TASK DATA:
Start of Block
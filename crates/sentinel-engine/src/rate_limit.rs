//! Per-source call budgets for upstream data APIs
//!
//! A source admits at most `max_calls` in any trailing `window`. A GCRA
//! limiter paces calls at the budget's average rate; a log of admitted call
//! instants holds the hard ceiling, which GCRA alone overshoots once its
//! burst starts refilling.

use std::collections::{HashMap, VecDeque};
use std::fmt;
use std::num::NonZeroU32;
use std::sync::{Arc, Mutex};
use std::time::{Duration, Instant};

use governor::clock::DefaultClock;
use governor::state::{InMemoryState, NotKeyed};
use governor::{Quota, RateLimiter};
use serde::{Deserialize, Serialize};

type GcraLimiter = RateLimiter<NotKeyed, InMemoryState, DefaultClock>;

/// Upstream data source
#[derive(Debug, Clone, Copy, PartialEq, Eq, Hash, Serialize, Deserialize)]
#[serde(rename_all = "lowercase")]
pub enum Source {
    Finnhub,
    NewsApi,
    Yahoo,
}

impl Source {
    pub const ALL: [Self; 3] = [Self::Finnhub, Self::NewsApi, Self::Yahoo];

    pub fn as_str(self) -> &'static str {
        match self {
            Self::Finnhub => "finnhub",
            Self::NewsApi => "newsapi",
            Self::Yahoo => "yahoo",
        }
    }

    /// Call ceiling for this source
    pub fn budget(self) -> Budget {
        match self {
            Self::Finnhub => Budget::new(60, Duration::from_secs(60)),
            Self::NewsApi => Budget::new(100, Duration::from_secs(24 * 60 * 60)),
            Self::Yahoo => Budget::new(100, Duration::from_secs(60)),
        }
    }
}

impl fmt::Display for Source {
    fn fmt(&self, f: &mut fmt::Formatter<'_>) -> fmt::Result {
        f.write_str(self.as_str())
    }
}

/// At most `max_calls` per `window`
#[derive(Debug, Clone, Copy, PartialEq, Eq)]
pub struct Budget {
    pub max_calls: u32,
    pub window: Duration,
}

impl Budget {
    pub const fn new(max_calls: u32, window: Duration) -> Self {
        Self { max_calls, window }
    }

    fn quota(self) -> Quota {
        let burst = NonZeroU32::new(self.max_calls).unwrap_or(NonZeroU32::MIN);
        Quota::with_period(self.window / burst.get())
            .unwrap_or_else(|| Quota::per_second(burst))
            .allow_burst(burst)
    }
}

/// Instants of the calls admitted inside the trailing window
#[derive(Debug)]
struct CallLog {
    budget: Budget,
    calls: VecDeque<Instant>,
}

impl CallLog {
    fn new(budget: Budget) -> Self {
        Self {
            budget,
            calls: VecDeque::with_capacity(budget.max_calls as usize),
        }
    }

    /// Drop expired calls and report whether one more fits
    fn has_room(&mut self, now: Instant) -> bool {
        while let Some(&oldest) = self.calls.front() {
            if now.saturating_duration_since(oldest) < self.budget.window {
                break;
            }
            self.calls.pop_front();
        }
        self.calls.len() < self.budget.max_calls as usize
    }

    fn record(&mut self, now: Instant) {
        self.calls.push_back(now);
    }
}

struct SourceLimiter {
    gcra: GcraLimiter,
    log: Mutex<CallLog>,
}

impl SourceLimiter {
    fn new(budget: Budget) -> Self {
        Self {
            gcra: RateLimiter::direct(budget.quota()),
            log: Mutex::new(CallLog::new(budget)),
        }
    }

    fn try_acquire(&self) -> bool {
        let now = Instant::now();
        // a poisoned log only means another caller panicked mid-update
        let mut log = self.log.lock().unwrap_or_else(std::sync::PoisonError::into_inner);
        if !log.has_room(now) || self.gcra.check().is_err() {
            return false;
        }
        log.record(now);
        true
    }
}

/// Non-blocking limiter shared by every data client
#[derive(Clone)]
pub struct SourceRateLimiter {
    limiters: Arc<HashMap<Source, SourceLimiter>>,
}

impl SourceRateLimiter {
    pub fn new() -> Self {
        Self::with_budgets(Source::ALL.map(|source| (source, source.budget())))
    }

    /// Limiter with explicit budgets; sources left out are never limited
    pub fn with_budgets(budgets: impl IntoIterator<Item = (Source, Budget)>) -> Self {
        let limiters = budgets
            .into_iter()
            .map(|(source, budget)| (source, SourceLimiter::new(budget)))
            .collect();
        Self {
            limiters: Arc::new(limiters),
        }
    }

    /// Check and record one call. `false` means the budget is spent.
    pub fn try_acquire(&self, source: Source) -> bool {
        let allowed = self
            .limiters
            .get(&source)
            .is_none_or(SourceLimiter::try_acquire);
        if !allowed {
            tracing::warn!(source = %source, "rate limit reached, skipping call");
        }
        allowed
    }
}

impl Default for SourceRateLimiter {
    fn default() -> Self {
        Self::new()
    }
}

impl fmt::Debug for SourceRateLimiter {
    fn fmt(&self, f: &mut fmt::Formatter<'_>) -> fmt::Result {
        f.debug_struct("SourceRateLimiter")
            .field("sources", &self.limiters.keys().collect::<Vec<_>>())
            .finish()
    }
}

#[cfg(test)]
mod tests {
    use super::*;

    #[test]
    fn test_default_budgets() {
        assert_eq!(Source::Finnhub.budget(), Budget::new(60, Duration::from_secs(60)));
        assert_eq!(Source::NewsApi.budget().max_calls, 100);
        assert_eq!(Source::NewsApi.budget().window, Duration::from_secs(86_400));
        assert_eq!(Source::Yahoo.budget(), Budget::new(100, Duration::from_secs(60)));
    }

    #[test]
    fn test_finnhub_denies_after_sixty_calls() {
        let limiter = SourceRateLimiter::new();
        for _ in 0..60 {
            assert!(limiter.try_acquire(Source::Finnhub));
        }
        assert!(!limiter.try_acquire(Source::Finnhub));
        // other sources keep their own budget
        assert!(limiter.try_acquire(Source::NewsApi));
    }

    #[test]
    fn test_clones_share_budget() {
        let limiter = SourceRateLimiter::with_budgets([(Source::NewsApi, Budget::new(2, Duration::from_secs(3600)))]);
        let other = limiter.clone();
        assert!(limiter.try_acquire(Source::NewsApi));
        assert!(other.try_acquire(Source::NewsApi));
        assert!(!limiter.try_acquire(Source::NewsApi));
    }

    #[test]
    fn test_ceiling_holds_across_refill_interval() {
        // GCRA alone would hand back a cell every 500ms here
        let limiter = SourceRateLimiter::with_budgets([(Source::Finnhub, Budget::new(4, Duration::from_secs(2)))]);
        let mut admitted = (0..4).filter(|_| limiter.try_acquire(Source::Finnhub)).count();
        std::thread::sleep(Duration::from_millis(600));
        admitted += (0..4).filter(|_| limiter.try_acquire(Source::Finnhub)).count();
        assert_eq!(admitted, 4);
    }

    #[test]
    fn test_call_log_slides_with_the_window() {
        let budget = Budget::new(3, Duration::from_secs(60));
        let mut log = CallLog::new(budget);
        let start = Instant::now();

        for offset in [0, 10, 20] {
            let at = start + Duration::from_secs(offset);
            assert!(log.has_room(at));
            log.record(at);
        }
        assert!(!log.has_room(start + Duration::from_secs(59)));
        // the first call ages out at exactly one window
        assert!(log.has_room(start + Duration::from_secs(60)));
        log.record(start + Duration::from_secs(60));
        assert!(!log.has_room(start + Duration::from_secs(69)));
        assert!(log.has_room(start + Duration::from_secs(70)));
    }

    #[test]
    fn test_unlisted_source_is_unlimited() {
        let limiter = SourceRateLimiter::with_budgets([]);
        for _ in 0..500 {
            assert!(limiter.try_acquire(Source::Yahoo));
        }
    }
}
End of Block
Start at the first line of the material. Reproduce every line exactly, ending with the line that holds "overshoots once its".

filename crates/sentinel-engine/src/rate_limit.rs
//! Per-source call budgets for upstream data APIs
//!
//! A source admits at most `max_calls` in any trailing `window`. A GCRA
//! limiter paces calls at the budget's average rate; a log of admitted call
//! instants holds the hard ceiling, which GCRA alone overshoots once its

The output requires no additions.